By Jacqueline Thomsen July 01, 2020 at 08:37 AM

A federal judge in Washington, D.C., late Tuesday vacated a Trump administration rule that blocked migrants from petitioning for asylum in the U.S. if they were not first denied the protections by other countries they traveled through on their way to the southern border.

U.S. District Judge Timothy Kelly, appointed to the bench by President Donald Trump, issued the ruling nearly a year after he first rejected a temporary restraining order against the restriction. A similar challenge has played out in federal court in California, where the U.S. Court of Appeals for the Ninth Circuit has upheld a preliminary injunction against the rule. The U.S. Supreme Court had previously said the administration can enforce the measure while that court fight played out.

In Tuesday’s ruling, Kelly found Trump officials violated the Administrative Procedure Act by not following the law’s “notice-and-comment” requirement before enacting the rule. He did not address other legal claims made against the policy.

Kelly rejected arguments from Trump Justice Department attorneys that officials could skip the notice-and-comment period for this rule through the APA’s “good cause” exception. Government lawyers said making the rule available for comment before it was implemented could cause a surge of asylum seekers at the border, but Kelly said there was “not sufficient evidence” to meet the exception.

Kelly slammed DOJ attorneys for leaning heavily on an October 2018 Washington Post article in making that argument, finding that the single newspaper article did not provide evidence for their record and there was little other evidence to support their claims.

“Even assuming that the rule was likely to have had a similar effect as the regulatory change described in the article, the article contains no evidence that that change caused a surge of asylum seekers at the border—let alone one on a scale and at a speed that would have jeopardized their lives or otherwise have defeated the purpose of the rule if notice-and-comment rulemaking had proceeded,” Kelly wrote. “In fact, the article lacks any data suggesting that the number of asylum seekers increased at all during this time—only that more asylum seekers brought children with them.”

The judge similarly rejected government charts showing data on border enforcement and encounters for not directly supporting DOJ’s claims.

“At bottom, as plaintiffs point out, defendants—‘despite studying migration patterns closely’—have ‘failed to document any immediate surge that has ever occurred during a temporary pause in an announced policy.’ That failure is striking,” Kelly wrote.

. . . .

*********************

Those with NLJ access (or who haven’t exhausted their three free articles for the month) can read the rest of Jacqueline’s article at the link. The link to the full decision in CAIR Coalition v Trump is in the excerpt. I’ll have to admit that as an admirer of CAIR’s unrelenting efforts to protect our Constitution and our legal system from Trump’s racist-inspired lawlessness, the caption of this case is particularly fitting and satisfying.

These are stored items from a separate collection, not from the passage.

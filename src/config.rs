//! WolfMesh Configuration
//!
//! This module provides configuration structures for the WolfMesh
//! control plane.

use serde::{Deserialize, Serialize};
use std::path::PathBuf;
use std::time::Duration;

use crate::allocator::parse_pool_cidr;
use crate::mesh::Transport;

/// Main WolfMesh configuration
#[derive(Debug, Clone, Serialize, Deserialize)]
pub struct WolfMeshConfig {
    /// Server configuration
    #[serde(default)]
    pub server: ServerConfig,

    /// API configuration
    #[serde(default)]
    pub api: ApiConfig,

    /// Bootstrap address pool (optional)
    #[serde(default)]
    pub pool: Option<PoolConfig>,

    /// Mesh defaults
    #[serde(default)]
    pub mesh: MeshDefaults,

    /// Node agent client configuration
    #[serde(default)]
    pub agent: AgentConfig,

    /// Logging configuration
    #[serde(default)]
    pub logging: LoggingConfig,
}

/// Server configuration
#[derive(Debug, Clone, Serialize, Deserialize)]
pub struct ServerConfig {
    /// Data directory for the state database
    #[serde(default = "default_data_dir")]
    pub data_dir: PathBuf,
}

/// API configuration
#[derive(Debug, Clone, Serialize, Deserialize)]
pub struct ApiConfig {
    /// HTTP API bind address
    #[serde(default = "default_api_address")]
    pub bind_address: String,

    /// Enable CORS
    #[serde(default)]
    pub cors_enabled: bool,
}

/// Address pool created at startup if none exists
#[derive(Debug, Clone, Serialize, Deserialize)]
pub struct PoolConfig {
    /// Pool CIDR, e.g. 10.88.0.0/16
    pub cidr: String,

    /// Free-form description
    #[serde(default)]
    pub description: String,
}

/// Defaults applied to new meshes
#[derive(Debug, Clone, Serialize, Deserialize)]
pub struct MeshDefaults {
    /// Interface MTU
    #[serde(default = "default_mtu")]
    pub default_mtu: u16,

    /// Base rendezvous port
    #[serde(default = "default_port")]
    pub default_port: u16,

    /// Tunnel transport
    #[serde(default)]
    pub default_transport: Transport,

    /// Overlay interface name given to new assignments
    #[serde(default = "default_interface_name")]
    pub interface_name: String,
}

/// Node agent client configuration
#[derive(Debug, Clone, Serialize, Deserialize)]
pub struct AgentConfig {
    /// Per-node call timeout in milliseconds
    #[serde(default = "default_request_timeout_ms")]
    pub request_timeout_ms: u64,

    /// TCP connect timeout in milliseconds
    #[serde(default = "default_connect_timeout_ms")]
    pub connect_timeout_ms: u64,

    /// Path prefix of the agent API
    #[serde(default = "default_api_prefix")]
    pub api_prefix: String,
}

/// Logging configuration
#[derive(Debug, Clone, Serialize, Deserialize)]
pub struct LoggingConfig {
    /// Log level (trace, debug, info, warn, error)
    #[serde(default = "default_log_level")]
    pub level: String,

    /// Log format (pretty, json)
    #[serde(default = "default_log_format")]
    pub format: String,
}

// Default value functions
fn default_data_dir() -> PathBuf {
    PathBuf::from("/var/lib/wolfmesh")
}

fn default_api_address() -> String {
    "0.0.0.0:8080".to_string()
}

fn default_mtu() -> u16 {
    1420
}

fn default_port() -> u16 {
    51820
}

fn default_interface_name() -> String {
    "wolfmesh0".to_string()
}

fn default_request_timeout_ms() -> u64 {
    10_000
}

fn default_connect_timeout_ms() -> u64 {
    3_000
}

fn default_api_prefix() -> String {
    "/v1".to_string()
}

fn default_log_level() -> String {
    "info".to_string()
}

fn default_log_format() -> String {
    "pretty".to_string()
}

impl Default for ServerConfig {
    fn default() -> Self {
        Self {
            data_dir: default_data_dir(),
        }
    }
}

impl Default for ApiConfig {
    fn default() -> Self {
        Self {
            bind_address: default_api_address(),
            cors_enabled: false,
        }
    }
}

impl Default for MeshDefaults {
    fn default() -> Self {
        Self {
            default_mtu: default_mtu(),
            default_port: default_port(),
            default_transport: Transport::default(),
            interface_name: default_interface_name(),
        }
    }
}

impl Default for AgentConfig {
    fn default() -> Self {
        Self {
            request_timeout_ms: default_request_timeout_ms(),
            connect_timeout_ms: default_connect_timeout_ms(),
            api_prefix: default_api_prefix(),
        }
    }
}

impl Default for LoggingConfig {
    fn default() -> Self {
        Self {
            level: default_log_level(),
            format: default_log_format(),
        }
    }
}

impl Default for WolfMeshConfig {
    fn default() -> Self {
        Self {
            server: ServerConfig::default(),
            api: ApiConfig::default(),
            pool: None,
            mesh: MeshDefaults::default(),
            agent: AgentConfig::default(),
            logging: LoggingConfig::default(),
        }
    }
}

/// Allowed MTU range for overlay interfaces
pub const MTU_RANGE: std::ops::RangeInclusive<u16> = 1280..=9000;

impl WolfMeshConfig {
    /// Load configuration from a TOML file
    pub fn from_file(path: &std::path::Path) -> crate::Result<Self> {
        let content = std::fs::read_to_string(path)?;
        Self::from_str(&content)
    }

    /// Load configuration from a TOML string
    #[allow(clippy::should_implement_trait)]
    pub fn from_str(content: &str) -> crate::Result<Self> {
        let config: WolfMeshConfig = toml::from_str(content)?;
        config.validate()?;
        Ok(config)
    }

    /// Serialize to TOML (used by `wolfmesh init`)
    pub fn to_toml(&self) -> crate::Result<String> {
        toml::to_string_pretty(self).map_err(|e| crate::Error::Config(e.to_string()))
    }

    /// Validate the configuration
    pub fn validate(&self) -> crate::Result<()> {
        if self.api.bind_address.is_empty() {
            return Err(crate::Error::Config("api.bind_address cannot be empty".into()));
        }

        if let Some(pool) = &self.pool {
            parse_pool_cidr(&pool.cidr)
                .map_err(|e| crate::Error::Config(format!("pool.cidr: {}", e)))?;
        }

        if !MTU_RANGE.contains(&self.mesh.default_mtu) {
            return Err(crate::Error::Config(format!(
                "mesh.default_mtu must be within {}..={}",
                MTU_RANGE.start(),
                MTU_RANGE.end()
            )));
        }

        if self.mesh.default_port == 0 {
            return Err(crate::Error::Config("mesh.default_port cannot be 0".into()));
        }

        if self.mesh.interface_name.is_empty() || self.mesh.interface_name.len() > 15 {
            return Err(crate::Error::Config(
                "mesh.interface_name must be 1-15 characters".into(),
            ));
        }

        if self.agent.request_timeout_ms == 0 || self.agent.connect_timeout_ms == 0 {
            return Err(crate::Error::Config("agent timeouts must be non-zero".into()));
        }

        match self.logging.format.as_str() {
            "pretty" | "json" => {}
            other => {
                return Err(crate::Error::Config(format!(
                    "logging.format must be pretty or json, got {}",
                    other
                )))
            }
        }

        Ok(())
    }

    /// Get the data directory path
    pub fn data_dir(&self) -> &PathBuf {
        &self.server.data_dir
    }

    /// Path of the SQLite state database
    pub fn database_path(&self) -> PathBuf {
        self.server.data_dir.join("wolfmesh.db")
    }

    /// Per-node agent call timeout
    pub fn agent_timeout(&self) -> Duration {
        Duration::from_millis(self.agent.request_timeout_ms)
    }

    /// Agent connect timeout
    pub fn agent_connect_timeout(&self) -> Duration {
        Duration::from_millis(self.agent.connect_timeout_ms)
    }
}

Bravo for U.S. District Judge Timothy Kelly for taking his job as an independent decision-maker and his oath to uphold the Constitution and the laws of the U.S. seriously!

This decision also casts doubt on the judicial integrity of those Supreme Court Justices who ignored the law to “greenlight” this same invalid regulation in the Barr v. East Bay Sanctuary. So far, the lower Federal Courts that have taken time to examine and reflect on the law have found Trump’s action’s unlawful. Makes one wonder why the Supremes’ majority was so overanxious to “get on with the killing” of refugees when the individual interests are life or death while the government interests are fabricated or highly exaggerated, factually inaccurate, pretexts.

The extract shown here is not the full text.